→ WHAT THIS TASK INVOLVES
Transcribe exactly the lines that begin the material and continue through the line containing "use std::collections::BTreeSet;". Leave out whatever follows.

→ INFORMATION SUPPLIED
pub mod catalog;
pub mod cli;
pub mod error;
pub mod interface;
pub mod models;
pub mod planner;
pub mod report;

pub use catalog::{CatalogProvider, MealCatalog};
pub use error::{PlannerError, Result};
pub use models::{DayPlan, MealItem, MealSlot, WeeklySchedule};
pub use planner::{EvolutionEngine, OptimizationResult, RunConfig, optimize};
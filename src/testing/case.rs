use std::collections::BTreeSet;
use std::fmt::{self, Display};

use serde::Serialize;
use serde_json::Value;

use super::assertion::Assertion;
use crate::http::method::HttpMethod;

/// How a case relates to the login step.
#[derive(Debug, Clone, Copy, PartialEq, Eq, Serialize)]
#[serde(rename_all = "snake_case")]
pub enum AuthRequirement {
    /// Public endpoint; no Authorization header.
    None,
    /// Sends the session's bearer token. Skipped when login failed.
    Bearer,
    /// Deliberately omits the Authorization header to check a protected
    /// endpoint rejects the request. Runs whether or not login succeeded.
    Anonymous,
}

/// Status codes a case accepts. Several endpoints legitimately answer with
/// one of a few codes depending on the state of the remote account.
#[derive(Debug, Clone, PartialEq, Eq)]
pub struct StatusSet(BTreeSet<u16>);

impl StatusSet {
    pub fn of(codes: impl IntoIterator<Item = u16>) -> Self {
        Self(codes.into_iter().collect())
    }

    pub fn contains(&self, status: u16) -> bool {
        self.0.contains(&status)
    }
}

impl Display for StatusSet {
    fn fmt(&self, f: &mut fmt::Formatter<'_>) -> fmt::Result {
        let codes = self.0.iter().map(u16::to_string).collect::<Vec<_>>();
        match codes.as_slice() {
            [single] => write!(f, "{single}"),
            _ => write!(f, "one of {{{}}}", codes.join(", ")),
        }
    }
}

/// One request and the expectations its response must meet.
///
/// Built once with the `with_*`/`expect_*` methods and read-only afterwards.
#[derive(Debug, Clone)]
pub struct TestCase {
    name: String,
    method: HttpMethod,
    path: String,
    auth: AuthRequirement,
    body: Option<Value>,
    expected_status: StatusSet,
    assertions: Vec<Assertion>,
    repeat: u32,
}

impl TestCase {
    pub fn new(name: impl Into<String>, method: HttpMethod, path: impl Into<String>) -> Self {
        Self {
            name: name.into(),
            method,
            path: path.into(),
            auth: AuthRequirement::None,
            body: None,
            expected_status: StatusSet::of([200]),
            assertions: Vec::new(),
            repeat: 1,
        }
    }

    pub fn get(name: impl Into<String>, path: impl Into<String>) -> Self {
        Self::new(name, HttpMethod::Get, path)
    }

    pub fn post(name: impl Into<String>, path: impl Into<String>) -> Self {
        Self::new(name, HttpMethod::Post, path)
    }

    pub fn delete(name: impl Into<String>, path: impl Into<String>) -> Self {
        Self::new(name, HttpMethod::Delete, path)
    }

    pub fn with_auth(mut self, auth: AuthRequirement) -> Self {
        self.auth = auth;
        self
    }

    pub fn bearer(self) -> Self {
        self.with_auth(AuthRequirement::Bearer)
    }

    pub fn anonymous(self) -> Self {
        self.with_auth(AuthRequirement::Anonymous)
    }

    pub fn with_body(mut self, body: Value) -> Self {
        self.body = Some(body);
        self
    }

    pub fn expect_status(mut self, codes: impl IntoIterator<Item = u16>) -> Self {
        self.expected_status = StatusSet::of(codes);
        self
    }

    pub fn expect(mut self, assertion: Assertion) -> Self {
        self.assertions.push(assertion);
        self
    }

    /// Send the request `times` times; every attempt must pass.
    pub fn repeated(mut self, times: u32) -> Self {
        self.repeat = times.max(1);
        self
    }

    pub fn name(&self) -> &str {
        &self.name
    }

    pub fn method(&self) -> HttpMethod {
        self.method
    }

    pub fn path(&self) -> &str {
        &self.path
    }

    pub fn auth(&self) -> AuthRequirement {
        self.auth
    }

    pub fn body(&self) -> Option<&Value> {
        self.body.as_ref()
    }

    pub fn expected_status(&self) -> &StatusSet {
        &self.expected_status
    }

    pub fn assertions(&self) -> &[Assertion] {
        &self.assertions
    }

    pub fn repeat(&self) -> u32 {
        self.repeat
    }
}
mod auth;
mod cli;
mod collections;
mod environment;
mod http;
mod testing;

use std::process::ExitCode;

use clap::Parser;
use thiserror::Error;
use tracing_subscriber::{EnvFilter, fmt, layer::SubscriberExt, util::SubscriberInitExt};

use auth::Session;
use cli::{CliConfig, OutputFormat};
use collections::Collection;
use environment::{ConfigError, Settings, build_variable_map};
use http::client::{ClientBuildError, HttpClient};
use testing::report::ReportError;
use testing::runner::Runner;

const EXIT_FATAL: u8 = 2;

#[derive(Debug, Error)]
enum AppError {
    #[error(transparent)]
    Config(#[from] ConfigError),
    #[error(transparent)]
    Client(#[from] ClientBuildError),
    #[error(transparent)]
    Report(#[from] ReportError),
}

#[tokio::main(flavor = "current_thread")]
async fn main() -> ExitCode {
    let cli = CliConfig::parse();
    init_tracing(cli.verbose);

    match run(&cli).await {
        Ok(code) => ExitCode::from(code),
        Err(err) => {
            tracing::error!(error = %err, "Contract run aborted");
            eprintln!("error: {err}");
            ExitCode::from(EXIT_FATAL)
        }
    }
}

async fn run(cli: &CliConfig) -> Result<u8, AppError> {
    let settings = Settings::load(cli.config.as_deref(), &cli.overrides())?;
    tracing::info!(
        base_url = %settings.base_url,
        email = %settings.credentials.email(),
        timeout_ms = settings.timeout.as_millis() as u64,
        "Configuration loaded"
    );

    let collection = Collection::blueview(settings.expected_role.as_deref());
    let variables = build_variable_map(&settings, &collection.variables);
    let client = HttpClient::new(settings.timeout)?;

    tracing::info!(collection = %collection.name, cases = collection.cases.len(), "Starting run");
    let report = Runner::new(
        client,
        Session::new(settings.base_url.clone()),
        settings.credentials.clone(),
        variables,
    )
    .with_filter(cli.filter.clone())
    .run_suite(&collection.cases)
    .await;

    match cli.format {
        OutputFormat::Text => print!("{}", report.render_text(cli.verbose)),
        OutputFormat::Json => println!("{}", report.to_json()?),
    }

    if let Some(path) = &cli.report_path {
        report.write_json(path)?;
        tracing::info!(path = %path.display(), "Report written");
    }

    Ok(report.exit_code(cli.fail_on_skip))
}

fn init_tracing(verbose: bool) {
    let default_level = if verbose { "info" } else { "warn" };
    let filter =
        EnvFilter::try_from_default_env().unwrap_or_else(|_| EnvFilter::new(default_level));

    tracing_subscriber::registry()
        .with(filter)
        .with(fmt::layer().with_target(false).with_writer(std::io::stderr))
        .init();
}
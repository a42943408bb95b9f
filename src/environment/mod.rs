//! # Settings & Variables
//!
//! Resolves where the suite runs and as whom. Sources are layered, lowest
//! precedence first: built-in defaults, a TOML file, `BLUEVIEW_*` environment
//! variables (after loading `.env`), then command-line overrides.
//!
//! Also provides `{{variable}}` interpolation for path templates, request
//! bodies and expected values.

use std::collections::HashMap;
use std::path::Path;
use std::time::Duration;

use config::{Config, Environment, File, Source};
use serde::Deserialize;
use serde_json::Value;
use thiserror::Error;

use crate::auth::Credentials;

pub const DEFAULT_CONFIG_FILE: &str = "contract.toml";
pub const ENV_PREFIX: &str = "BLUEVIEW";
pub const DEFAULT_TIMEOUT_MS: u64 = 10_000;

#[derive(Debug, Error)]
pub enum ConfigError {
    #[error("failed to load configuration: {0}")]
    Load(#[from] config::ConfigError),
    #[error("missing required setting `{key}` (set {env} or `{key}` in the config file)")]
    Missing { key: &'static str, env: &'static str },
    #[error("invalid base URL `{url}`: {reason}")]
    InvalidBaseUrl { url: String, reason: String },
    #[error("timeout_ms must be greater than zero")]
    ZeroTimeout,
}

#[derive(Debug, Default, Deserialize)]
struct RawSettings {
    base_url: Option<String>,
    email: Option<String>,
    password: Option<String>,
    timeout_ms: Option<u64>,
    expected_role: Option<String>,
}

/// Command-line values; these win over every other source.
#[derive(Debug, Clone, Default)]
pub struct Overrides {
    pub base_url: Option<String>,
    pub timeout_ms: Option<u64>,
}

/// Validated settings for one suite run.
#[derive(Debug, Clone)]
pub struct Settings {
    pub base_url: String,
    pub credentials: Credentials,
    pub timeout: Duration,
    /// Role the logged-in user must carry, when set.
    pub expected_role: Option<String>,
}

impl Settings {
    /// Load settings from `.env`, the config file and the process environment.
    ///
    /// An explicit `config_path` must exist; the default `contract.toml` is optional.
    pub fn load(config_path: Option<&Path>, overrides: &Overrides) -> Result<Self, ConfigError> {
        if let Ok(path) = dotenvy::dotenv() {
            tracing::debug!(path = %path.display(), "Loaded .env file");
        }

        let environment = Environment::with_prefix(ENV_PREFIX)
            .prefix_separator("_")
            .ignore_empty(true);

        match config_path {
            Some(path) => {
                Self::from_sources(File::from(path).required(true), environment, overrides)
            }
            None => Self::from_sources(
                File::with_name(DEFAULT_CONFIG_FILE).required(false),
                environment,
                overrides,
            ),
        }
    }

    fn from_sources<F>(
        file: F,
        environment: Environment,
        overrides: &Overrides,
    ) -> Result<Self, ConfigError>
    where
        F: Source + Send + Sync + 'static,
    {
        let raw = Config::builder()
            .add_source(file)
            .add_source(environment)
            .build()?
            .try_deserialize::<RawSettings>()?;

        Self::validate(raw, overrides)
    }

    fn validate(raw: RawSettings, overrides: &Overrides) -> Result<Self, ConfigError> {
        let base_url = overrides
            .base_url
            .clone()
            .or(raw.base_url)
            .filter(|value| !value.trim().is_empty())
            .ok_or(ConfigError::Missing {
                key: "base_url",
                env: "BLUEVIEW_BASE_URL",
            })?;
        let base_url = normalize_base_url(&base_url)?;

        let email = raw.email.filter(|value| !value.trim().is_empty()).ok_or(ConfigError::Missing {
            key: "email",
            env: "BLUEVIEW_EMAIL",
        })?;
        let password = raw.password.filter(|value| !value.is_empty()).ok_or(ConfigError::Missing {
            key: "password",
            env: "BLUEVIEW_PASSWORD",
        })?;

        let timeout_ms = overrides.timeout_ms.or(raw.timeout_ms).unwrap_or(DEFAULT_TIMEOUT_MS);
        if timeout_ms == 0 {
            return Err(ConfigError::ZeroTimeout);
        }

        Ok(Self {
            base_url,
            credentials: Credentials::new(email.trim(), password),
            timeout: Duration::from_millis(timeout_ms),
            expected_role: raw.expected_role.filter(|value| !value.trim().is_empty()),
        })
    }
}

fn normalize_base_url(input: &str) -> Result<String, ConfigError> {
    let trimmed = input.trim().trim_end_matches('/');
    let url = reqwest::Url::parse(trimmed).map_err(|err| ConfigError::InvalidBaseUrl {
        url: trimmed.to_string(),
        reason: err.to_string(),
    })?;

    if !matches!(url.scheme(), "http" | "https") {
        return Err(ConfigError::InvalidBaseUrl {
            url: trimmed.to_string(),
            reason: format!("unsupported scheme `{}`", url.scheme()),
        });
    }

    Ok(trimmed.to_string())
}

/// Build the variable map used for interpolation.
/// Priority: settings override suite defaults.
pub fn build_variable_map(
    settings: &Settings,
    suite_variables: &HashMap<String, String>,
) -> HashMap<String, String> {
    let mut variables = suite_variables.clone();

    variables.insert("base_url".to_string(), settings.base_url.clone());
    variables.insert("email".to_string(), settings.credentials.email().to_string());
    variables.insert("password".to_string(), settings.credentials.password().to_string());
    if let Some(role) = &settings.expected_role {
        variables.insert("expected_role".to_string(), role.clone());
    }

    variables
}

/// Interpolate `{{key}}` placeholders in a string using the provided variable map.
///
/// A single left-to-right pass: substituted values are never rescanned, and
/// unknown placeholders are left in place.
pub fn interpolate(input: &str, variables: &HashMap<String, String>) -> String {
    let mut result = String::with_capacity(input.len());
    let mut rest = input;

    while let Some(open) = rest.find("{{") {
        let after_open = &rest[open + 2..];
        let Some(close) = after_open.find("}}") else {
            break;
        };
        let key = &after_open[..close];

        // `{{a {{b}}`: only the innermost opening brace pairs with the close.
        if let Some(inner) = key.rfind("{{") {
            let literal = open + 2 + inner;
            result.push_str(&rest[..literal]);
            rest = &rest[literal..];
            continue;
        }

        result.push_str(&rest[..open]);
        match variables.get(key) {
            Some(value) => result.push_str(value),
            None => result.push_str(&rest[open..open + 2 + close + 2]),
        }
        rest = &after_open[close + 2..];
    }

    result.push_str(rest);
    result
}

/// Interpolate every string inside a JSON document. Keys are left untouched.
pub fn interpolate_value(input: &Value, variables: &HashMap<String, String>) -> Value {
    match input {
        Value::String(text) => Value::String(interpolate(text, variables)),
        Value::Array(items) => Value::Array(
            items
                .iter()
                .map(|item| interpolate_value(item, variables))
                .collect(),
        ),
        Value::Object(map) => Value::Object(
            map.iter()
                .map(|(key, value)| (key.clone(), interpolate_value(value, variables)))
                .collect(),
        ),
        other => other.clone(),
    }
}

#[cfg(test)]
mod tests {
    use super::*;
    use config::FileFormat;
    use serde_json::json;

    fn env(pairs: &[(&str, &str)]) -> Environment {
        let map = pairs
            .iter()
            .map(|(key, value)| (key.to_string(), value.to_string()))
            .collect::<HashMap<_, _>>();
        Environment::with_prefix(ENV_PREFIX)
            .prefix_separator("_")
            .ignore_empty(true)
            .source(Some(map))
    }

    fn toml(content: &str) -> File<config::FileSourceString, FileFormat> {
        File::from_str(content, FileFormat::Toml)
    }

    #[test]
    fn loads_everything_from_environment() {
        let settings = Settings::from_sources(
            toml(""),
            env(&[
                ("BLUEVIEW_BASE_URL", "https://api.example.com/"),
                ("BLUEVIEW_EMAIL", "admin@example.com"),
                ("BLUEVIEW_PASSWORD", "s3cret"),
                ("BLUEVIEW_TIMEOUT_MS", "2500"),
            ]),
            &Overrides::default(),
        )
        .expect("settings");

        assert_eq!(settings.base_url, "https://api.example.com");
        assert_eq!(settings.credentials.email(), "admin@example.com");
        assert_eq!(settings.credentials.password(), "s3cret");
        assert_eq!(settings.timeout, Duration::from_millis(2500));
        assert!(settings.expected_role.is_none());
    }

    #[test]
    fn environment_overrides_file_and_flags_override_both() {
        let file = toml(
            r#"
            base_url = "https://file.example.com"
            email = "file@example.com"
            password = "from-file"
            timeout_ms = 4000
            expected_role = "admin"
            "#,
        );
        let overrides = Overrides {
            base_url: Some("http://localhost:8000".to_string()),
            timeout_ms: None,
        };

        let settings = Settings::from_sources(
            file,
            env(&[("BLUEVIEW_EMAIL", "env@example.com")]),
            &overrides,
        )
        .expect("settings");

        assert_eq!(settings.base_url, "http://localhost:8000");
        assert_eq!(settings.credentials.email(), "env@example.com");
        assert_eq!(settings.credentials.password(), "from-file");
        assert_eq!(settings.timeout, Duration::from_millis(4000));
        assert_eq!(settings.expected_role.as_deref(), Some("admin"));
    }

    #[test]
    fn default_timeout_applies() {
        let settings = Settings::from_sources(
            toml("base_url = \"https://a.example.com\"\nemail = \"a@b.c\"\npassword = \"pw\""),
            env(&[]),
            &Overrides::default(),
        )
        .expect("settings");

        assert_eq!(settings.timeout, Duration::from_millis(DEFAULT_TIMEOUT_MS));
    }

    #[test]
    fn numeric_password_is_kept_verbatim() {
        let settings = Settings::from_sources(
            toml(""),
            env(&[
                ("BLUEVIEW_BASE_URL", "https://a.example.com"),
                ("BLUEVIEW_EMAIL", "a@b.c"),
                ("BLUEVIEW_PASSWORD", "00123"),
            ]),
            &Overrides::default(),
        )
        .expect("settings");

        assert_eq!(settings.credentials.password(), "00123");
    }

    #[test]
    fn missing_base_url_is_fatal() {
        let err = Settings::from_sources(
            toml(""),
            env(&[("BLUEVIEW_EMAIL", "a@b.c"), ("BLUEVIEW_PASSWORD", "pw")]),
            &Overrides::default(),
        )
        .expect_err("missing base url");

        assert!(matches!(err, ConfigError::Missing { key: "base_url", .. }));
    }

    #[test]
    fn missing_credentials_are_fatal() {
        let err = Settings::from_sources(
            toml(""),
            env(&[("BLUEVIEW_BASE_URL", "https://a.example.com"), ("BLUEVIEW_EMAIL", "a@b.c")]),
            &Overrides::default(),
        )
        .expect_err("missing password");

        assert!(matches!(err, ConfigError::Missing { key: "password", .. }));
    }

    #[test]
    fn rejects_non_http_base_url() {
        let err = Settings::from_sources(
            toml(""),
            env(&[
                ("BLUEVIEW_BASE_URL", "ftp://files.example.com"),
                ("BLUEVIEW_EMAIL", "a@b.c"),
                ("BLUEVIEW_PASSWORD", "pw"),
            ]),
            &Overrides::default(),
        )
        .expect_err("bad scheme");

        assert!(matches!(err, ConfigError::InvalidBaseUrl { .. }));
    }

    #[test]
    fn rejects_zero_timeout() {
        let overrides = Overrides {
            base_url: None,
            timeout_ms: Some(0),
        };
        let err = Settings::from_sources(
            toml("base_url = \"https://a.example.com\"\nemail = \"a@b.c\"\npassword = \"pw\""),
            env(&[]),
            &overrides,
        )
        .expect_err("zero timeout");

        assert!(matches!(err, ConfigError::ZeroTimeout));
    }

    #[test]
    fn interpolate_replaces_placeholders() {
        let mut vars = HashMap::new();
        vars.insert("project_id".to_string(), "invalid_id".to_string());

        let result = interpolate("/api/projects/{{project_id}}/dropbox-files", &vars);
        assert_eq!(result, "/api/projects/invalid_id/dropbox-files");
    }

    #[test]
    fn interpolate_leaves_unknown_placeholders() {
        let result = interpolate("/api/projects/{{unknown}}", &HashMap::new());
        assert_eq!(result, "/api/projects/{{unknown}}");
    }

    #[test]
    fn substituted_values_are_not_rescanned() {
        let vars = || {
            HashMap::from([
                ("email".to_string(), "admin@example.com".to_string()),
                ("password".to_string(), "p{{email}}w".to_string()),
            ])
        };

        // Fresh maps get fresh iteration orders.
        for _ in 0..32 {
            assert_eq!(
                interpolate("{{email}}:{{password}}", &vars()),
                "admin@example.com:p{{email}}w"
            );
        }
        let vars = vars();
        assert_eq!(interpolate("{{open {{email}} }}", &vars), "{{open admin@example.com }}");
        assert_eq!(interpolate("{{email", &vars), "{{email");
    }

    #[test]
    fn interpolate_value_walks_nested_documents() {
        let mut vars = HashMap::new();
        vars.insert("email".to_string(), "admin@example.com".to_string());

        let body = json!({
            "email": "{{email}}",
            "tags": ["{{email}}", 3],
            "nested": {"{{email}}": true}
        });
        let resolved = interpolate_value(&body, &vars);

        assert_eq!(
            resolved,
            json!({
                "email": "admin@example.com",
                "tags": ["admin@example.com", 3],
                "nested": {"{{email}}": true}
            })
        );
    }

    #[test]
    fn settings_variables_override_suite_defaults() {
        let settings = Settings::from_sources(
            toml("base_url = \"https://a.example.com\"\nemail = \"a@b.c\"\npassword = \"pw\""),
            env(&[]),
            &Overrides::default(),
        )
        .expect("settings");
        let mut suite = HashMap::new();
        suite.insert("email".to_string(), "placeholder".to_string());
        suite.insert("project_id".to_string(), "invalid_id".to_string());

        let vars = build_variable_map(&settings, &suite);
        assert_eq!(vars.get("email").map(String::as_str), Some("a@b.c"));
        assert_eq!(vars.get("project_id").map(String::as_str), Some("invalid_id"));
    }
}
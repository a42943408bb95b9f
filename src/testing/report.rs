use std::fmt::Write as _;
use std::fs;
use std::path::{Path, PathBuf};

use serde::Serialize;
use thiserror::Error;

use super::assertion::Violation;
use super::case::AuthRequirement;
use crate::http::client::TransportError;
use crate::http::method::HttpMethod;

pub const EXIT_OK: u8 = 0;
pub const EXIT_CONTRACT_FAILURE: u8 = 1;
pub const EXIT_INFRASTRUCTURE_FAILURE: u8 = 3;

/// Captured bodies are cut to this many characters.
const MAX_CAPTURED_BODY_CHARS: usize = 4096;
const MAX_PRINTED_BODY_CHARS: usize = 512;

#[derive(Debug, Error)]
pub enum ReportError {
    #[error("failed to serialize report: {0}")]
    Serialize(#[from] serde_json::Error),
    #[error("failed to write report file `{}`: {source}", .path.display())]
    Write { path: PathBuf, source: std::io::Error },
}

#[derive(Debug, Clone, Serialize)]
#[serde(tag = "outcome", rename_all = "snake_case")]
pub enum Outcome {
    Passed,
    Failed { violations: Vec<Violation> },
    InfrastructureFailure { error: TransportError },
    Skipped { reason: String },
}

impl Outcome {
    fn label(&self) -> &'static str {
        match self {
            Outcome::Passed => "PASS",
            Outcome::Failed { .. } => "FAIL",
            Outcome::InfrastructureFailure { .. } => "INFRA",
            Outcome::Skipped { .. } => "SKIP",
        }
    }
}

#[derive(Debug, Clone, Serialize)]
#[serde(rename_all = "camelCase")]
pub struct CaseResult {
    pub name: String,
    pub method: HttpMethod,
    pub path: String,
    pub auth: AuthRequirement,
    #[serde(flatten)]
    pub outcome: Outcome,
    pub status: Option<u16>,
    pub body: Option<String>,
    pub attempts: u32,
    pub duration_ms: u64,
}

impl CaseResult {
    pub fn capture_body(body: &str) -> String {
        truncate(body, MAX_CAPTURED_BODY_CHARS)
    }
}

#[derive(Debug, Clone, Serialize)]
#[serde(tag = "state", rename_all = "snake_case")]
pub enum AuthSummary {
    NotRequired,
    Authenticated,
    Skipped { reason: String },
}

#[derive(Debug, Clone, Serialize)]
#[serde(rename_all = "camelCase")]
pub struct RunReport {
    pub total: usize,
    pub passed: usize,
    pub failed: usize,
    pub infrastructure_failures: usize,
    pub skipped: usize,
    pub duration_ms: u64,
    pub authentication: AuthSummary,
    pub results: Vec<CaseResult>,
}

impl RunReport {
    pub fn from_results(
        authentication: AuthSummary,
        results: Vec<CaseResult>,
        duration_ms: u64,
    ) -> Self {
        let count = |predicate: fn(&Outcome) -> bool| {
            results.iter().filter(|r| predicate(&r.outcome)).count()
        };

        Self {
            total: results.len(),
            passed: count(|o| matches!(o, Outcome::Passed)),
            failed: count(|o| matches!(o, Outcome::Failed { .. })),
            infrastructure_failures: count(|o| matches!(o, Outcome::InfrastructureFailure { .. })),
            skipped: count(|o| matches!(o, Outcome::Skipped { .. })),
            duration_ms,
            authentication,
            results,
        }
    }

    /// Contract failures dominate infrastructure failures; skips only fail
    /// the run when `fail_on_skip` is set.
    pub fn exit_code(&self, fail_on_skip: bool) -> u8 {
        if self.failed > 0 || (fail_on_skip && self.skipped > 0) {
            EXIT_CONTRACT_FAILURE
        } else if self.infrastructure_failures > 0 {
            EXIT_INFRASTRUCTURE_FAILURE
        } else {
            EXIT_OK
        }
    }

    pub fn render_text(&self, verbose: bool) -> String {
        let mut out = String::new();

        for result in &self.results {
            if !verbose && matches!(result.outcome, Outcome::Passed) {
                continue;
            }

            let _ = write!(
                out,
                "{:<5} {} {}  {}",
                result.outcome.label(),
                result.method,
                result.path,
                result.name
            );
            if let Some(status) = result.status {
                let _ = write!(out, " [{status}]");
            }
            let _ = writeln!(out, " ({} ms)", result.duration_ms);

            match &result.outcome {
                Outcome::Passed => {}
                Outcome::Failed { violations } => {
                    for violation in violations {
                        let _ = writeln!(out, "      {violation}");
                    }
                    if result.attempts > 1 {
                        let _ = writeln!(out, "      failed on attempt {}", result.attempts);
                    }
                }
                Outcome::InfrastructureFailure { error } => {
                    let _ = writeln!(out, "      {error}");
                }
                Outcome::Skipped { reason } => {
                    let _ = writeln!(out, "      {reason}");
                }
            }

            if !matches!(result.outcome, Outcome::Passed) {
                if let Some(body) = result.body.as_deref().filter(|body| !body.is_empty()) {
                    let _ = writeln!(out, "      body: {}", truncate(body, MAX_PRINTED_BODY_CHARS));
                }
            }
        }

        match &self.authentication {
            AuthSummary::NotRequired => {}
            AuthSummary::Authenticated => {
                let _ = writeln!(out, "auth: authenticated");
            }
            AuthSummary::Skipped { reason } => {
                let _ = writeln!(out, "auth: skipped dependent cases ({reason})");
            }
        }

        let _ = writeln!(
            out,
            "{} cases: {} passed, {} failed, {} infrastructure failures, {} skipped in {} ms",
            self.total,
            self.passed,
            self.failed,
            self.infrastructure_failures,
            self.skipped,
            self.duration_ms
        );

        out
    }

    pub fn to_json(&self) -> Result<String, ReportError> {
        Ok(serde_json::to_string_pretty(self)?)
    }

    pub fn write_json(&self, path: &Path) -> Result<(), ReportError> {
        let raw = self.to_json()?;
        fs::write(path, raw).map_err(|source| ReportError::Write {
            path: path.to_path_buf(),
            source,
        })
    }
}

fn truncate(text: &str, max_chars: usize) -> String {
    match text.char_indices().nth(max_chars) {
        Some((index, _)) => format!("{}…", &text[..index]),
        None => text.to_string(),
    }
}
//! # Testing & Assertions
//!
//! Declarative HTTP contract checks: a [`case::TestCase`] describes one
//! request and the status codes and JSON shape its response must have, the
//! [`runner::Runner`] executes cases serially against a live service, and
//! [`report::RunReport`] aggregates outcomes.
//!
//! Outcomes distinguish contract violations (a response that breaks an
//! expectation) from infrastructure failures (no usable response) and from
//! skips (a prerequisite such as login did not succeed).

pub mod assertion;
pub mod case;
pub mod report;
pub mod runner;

→ TASK SOLUTION
pub mod catalog;
pub mod cli;
pub mod error;
pub mod interface;
pub mod models;
pub mod planner;
pub mod report;

pub use catalog::{CatalogProvider, MealCatalog};
pub use error::{PlannerError, Result};
pub use models::{DayPlan, MealItem, MealSlot, WeeklySchedule};
pub use planner::{EvolutionEngine, OptimizationResult, RunConfig, optimize};
filename src/testing/case.rs
use std::collections::BTreeSet;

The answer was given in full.